Она теребила пуговицы своего платья, и стоило Джону поспешно отвернуться, чтобы уйти, оно тут же соскользнуло с ее плеч.

– Орхидеи, – крикнула она ему в спину, – бога ради, орхидеи! Четыре дюжины, чтобы можно было выбрать четыре штуки.

Горничные заметались по комнате, как испуганные птицы.

– Духи, Сан-Рафаэль, открой чемодан с духами; достаньте розовых соболей, подвязки с бриллиантами, прованское масло для рук! Это тоже возьмите! – И это… и это… ой!.. и это!

Проявив приличествующую случаю скромность, Джон закрыл за собой дверь апартаментов. Шестеро доверительных управляющих, в позах, выражавших усталость, скуку, отчаяние, все еще толпились в наружном холле.

– Джентльмены, – объявил Джон Чеснат, – боюсь, мисс Мартин-Джонс устала с дороги и не сможет сегодня с вами говорить.

III

– Это место, без особых на то причин, называют Небесной Дырой.

Форс огляделась.

Они с Джоном находились на крыше, в саду, раскинувшемся под ночным апрельским небом. Над головой мерцали холодным светом подлинные звезды, на темном западе виднелся ледяной серп луны. Однако там, где они стояли, царила июньская теплынь, и пары, обедавшие и танцевавшие на полу из матового стекла, не обращали внимания на зловещее небо.

– Отчего здесь так тепло? – шепнула Форс, пока они пробирались к столику.

– Какое-то новейшее изобретение. Не дает теплому воздуху подниматься. Не знаю, на каком оно основано принципе, но здесь даже зимой можно находиться под открытым небом.

– А где принц Уэльский? – требовательным тоном спросила она.

Джон обвел глазами площадку.

– Пока не прибыл. Раньше чем через полчаса не появится.

Форс глубоко вздохнула.

– Прямо сердце замирает. Такое со мной впервые за четыре года.

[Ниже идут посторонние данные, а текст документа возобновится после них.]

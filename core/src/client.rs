//! Stateless HTTP request builder and response parser for the task
//! collection endpoint.
//!
//! # Design
//! `TaskClient` holds only the collection URL and carries no mutable state
//! between calls. Each operation is split into a `build_*` method that
//! produces an `HttpRequest` and a `parse_*` method that consumes an
//! `HttpResponse`. Executing the round-trip is someone else's job.

use tracing::debug;

use crate::error::ApiError;
use crate::http::{HttpMethod, HttpRequest, HttpResponse};
use crate::types::{NewTask, Task};

/// Synchronous, stateless client for the task collection endpoint.
#[derive(Debug, Clone)]
pub struct TaskClient {
    collection_url: String,
}

impl TaskClient {
    /// `collection_url` is the full URL of the collection resource, e.g.
    /// `http://localhost:3000/tasks`.
    pub fn new(collection_url: &str) -> Self {
        Self {
            collection_url: collection_url.trim_end_matches('/').to_string(),
        }
    }

    pub fn collection_url(&self) -> &str {
        &self.collection_url
    }

    fn item_url(&self, id: &str) -> String {
        format!("{}/{id}", self.collection_url)
    }

    pub fn build_list_tasks(&self) -> HttpRequest {
        HttpRequest {
            method: HttpMethod::Get,
            url: self.collection_url.clone(),
            headers: Vec::new(),
            body: None,
        }
    }

    pub fn build_create_task(&self, input: &NewTask) -> Result<HttpRequest, ApiError> {
        Ok(HttpRequest {
            method: HttpMethod::Post,
            url: self.collection_url.clone(),
            headers: json_headers(),
            body: Some(to_json(input)?),
        })
    }

    /// Full-record update: the whole task, id included, is resent.
    pub fn build_update_task(&self, task: &Task) -> Result<HttpRequest, ApiError> {
        Ok(HttpRequest {
            method: HttpMethod::Put,
            url: self.item_url(&task.id),
            headers: json_headers(),
            body: Some(to_json(task)?),
        })
    }

    pub fn build_delete_task(&self, id: &str) -> HttpRequest {
        HttpRequest {
            method: HttpMethod::Delete,
            url: self.item_url(id),
            headers: Vec::new(),
            body: None,
        }
    }

    pub fn parse_list_tasks(&self, response: HttpResponse) -> Result<Vec<Task>, ApiError> {
        check_status(&response)?;
        from_json(&response.body)
    }

    pub fn parse_create_task(&self, response: HttpResponse) -> Result<Task, ApiError> {
        check_status(&response)?;
        from_json(&response.body)
    }

    pub fn parse_update_task(&self, response: HttpResponse) -> Result<Task, ApiError> {
        check_status(&response)?;
        from_json(&response.body)
    }

    /// The acknowledgment body differs between backends, so only the status
    /// is checked.
    pub fn parse_delete_task(&self, response: HttpResponse) -> Result<(), ApiError> {
        check_status(&response)
    }
}

fn json_headers() -> Vec<(String, String)> {
    vec![("content-type".to_string(), "application/json".to_string())]
}

fn to_json<T: serde::Serialize>(value: &T) -> Result<String, ApiError> {
    serde_json::to_string(value).map_err(|e| ApiError::SerializationError(e.to_string()))
}

fn from_json<T: serde::de::DeserializeOwned>(body: &str) -> Result<T, ApiError> {
    serde_json::from_str(body).map_err(|e| ApiError::DeserializationError(e.to_string()))
}

/// Map non-2xx status codes to the appropriate `ApiError` variant.
fn check_status(response: &HttpResponse) -> Result<(), ApiError> {
    if response.is_success() {
        return Ok(());
    }
    debug!(status = response.status, "collection endpoint returned an error status");
    if response.status == 404 {
        return Err(ApiError::NotFound);
    }
    Err(ApiError::HttpError {
        status: response.status,
        body: response.body.clone(),
    })
}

Четыре года – а его любовь к ней длится на год больше. Джон задумался: когда ей было шестнадцать и она, очаровательная юная сумасбродка, просиживала ночи в ресторанах с офицерами, которым предстояло назавтра отправиться в Брест, в исполненные печали и муки дни войны, когда существование слишком быстро утрачивало свой блеск, – была ли она в те дни так хороша, как сейчас, под этими янтарными огнями, под этим темным небом. От возбужденно горящих глаз до каблуков туфель в полосках из настоящего золота и серебра она походила на один из тех удивительных корабликов, вырезанных внутри бутылки. Она была сработана так тонко и тщательно, словно над нею не один год трудился мастер, специализировавшийся на ювелирно-тонких изделиях. Джону Чеснату хотелось взять ее в руки, повертеть так и сяк, поизучать кончик туфли или кончик уха, рассмотреть поближе волшебный материал, пошедший на ее ресницы.